# [The data]
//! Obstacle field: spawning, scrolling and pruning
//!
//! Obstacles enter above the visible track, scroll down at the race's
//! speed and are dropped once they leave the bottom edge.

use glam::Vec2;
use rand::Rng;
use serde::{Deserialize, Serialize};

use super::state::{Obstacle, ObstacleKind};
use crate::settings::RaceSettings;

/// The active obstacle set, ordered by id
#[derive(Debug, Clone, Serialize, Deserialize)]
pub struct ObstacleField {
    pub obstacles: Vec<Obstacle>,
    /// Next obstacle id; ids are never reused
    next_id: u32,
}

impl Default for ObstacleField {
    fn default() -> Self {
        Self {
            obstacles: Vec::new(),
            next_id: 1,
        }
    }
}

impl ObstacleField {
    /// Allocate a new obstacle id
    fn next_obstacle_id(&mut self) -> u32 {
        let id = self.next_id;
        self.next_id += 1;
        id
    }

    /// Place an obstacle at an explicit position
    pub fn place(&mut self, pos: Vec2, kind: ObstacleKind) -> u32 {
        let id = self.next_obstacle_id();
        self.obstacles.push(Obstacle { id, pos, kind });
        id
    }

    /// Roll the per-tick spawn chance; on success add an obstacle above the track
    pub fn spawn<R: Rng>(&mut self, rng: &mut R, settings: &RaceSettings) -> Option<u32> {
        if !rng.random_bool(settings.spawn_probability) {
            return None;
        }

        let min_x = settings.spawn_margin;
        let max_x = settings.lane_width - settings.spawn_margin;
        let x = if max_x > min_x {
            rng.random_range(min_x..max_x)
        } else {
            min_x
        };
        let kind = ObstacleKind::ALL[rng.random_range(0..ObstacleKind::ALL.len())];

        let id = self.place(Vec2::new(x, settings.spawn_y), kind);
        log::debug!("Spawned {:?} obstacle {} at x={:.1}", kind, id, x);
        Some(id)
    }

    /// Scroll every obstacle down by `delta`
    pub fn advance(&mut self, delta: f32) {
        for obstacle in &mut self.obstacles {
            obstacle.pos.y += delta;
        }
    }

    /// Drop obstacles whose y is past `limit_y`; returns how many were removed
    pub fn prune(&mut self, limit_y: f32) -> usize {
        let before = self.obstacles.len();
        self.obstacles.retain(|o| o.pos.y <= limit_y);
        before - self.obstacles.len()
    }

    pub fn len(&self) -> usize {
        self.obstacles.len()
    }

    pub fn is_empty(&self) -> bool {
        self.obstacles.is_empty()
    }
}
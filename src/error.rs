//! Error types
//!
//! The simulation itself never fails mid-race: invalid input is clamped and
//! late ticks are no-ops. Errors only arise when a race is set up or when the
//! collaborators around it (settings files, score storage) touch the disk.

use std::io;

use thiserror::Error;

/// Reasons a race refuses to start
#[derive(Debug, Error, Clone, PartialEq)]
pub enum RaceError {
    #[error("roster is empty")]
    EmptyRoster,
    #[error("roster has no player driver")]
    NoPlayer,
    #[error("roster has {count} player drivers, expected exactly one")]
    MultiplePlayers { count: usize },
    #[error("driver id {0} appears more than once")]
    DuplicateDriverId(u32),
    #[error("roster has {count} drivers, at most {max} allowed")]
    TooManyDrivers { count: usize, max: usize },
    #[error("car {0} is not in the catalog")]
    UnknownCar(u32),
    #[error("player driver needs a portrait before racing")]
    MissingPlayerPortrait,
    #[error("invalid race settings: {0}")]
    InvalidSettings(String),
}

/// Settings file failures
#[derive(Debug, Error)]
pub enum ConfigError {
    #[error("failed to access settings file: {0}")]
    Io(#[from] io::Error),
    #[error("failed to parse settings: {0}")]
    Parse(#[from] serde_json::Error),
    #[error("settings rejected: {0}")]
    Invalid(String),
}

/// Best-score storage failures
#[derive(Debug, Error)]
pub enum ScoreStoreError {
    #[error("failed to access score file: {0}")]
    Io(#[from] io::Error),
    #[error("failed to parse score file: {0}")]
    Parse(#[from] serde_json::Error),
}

---

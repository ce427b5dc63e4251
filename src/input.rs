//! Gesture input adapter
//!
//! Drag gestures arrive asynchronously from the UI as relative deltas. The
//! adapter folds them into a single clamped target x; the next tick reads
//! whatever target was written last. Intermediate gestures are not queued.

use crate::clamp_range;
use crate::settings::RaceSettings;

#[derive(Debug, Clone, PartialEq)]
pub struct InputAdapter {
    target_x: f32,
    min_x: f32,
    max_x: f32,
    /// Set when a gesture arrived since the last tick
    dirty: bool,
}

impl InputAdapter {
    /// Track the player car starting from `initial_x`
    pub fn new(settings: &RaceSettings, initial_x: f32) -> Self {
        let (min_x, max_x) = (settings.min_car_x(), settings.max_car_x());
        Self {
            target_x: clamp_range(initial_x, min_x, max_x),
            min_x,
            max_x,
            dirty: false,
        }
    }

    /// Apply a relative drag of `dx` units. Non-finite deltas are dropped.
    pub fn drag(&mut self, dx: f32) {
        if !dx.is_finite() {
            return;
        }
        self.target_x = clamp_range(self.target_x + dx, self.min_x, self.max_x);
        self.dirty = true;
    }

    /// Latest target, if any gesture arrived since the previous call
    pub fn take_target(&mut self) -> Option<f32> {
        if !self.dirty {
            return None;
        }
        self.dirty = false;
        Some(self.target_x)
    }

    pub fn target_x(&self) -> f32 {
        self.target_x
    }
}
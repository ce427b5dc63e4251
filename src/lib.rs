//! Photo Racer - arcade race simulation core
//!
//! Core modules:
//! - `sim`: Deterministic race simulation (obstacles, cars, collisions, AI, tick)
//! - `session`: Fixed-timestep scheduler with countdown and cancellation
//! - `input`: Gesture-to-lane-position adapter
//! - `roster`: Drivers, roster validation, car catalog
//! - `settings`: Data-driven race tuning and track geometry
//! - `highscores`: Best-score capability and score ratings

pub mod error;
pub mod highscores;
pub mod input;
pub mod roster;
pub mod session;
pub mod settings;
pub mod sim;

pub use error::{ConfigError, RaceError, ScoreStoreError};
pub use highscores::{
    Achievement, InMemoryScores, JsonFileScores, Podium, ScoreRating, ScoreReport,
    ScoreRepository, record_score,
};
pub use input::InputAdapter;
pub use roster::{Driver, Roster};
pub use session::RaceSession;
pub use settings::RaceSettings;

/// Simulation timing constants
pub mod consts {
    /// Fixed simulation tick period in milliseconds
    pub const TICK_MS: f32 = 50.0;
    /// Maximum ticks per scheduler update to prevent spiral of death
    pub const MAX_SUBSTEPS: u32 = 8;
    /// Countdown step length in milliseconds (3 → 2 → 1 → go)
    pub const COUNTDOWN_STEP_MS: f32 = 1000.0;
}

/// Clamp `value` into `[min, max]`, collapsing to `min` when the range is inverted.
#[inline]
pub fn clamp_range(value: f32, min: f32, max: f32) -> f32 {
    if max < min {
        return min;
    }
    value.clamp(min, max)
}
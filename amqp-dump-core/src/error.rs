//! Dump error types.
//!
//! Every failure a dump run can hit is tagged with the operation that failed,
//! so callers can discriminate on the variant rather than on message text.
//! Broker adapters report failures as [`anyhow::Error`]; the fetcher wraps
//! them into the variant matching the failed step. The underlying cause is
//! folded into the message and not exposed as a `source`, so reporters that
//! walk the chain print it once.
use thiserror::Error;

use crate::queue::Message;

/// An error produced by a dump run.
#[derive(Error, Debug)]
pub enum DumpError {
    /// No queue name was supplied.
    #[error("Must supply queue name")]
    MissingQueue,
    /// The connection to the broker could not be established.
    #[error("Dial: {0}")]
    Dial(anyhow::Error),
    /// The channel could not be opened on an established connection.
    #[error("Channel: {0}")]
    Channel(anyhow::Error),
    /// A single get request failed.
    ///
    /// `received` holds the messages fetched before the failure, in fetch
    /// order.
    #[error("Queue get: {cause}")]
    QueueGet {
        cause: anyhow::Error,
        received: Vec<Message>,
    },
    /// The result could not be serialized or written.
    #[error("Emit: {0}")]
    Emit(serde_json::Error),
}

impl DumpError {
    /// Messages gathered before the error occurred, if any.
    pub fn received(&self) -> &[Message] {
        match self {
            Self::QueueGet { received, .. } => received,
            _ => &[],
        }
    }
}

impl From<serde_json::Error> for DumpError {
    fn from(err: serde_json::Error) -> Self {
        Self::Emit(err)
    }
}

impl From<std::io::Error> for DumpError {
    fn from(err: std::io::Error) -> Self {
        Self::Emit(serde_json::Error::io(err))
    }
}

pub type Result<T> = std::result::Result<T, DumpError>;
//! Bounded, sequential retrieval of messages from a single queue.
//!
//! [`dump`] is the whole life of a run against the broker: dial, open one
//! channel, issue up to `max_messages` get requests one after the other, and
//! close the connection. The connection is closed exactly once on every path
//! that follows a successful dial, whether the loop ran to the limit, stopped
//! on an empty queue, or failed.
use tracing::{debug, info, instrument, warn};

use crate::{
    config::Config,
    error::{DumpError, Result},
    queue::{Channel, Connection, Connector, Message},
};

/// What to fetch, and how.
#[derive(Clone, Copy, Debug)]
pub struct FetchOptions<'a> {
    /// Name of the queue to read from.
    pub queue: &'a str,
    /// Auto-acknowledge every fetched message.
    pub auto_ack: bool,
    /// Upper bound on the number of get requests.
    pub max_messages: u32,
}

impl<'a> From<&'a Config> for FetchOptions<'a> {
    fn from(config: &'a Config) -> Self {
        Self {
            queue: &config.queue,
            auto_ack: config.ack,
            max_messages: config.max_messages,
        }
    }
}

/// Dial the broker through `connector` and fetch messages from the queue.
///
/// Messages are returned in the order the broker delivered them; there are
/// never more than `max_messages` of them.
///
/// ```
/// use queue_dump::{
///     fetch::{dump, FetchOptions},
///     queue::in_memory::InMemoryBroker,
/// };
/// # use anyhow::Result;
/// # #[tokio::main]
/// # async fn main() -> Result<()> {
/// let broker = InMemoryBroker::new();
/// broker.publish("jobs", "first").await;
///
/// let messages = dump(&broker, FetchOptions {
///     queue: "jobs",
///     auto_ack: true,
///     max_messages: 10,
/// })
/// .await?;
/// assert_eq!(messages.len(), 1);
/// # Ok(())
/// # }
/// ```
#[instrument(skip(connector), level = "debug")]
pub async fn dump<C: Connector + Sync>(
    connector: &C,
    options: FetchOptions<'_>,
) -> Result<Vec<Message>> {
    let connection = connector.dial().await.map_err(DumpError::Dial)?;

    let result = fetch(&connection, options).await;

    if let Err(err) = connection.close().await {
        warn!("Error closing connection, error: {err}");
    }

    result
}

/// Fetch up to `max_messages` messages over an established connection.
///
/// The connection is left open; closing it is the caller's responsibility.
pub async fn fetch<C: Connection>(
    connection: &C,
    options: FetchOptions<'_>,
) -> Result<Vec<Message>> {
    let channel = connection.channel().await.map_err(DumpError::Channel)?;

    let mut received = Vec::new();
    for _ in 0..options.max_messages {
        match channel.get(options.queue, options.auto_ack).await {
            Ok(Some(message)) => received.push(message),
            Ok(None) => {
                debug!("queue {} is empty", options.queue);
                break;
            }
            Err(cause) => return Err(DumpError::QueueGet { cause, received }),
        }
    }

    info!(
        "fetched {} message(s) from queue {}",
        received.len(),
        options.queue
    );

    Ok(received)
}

---

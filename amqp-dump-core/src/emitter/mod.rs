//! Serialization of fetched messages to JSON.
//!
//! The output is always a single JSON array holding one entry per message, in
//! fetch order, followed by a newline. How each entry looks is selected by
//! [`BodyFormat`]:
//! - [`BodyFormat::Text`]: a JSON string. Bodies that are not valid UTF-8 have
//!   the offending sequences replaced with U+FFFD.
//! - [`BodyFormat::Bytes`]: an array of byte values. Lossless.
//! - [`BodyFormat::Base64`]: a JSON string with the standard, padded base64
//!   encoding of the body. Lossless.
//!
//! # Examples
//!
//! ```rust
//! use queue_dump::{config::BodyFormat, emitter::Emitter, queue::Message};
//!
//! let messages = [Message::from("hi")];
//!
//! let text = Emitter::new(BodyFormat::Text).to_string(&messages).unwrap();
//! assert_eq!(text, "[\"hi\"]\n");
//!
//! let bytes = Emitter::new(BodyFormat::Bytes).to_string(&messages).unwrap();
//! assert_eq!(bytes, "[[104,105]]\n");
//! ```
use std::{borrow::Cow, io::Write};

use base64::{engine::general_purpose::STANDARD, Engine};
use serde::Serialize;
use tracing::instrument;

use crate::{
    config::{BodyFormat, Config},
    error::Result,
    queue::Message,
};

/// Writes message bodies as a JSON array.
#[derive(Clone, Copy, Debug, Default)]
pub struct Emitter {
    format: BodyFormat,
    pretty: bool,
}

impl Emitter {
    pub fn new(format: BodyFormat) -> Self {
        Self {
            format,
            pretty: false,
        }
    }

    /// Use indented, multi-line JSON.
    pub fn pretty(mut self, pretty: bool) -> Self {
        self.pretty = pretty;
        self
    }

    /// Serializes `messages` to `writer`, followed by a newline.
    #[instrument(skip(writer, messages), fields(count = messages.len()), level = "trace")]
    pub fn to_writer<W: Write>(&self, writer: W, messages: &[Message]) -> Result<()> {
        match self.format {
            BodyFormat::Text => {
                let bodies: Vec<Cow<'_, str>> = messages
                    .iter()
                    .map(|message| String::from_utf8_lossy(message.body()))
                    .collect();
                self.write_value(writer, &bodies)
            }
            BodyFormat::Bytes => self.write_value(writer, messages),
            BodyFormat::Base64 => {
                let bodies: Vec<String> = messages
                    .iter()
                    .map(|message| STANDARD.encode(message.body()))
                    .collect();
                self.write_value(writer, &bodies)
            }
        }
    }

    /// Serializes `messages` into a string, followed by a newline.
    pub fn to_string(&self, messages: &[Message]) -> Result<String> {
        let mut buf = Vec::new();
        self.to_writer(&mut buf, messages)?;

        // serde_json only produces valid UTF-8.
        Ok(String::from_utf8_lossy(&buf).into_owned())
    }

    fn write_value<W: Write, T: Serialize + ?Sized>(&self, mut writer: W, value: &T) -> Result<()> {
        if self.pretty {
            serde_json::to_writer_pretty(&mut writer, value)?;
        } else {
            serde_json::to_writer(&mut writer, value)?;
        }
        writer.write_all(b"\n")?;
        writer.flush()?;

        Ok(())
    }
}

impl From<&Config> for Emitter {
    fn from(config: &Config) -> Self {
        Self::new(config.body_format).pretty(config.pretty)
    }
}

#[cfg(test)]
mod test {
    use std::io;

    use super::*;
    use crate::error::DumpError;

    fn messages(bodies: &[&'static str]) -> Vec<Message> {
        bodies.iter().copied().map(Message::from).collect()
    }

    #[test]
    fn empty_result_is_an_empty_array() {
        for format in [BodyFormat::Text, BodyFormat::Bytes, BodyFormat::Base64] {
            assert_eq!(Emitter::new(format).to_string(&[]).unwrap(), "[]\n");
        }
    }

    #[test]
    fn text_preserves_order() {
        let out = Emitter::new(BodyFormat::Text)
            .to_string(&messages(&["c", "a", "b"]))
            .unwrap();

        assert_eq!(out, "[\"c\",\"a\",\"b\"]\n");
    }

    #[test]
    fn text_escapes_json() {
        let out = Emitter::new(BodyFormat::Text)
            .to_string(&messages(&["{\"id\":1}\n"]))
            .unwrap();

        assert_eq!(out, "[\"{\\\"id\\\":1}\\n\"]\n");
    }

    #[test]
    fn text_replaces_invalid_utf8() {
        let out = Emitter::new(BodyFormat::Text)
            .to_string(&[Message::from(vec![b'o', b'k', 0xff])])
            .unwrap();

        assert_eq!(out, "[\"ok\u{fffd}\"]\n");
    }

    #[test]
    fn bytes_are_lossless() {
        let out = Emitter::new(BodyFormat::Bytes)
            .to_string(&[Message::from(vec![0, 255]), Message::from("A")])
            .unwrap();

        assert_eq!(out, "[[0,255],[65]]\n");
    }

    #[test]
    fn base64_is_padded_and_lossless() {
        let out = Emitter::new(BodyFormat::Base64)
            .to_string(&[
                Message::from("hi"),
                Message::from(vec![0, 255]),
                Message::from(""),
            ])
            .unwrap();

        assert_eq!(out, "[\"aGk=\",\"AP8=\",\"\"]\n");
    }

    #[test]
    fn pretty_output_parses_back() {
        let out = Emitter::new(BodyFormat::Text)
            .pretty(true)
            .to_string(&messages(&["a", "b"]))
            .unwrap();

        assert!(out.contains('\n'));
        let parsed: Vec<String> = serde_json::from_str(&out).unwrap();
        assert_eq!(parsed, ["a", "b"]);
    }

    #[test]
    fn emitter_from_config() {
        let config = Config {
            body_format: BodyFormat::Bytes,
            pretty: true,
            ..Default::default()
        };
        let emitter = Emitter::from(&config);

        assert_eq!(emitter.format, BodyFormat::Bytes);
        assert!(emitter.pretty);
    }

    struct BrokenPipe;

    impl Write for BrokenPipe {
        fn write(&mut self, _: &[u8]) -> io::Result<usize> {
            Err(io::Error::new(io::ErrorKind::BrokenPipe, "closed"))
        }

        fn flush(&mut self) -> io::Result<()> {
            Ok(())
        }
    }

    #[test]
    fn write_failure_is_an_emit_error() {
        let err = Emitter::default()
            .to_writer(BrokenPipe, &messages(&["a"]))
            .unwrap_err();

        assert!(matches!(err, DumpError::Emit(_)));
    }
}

# [What this task involves]
Look through the records and copy every line that has the word "single".

# [Completed task]
//! adapter folds them into a single clamped target x; the next tick reads
    /// A single get request failed.
//! Bounded, sequential retrieval of messages from a single queue.
//! The output is always a single JSON array holding one entry per message, in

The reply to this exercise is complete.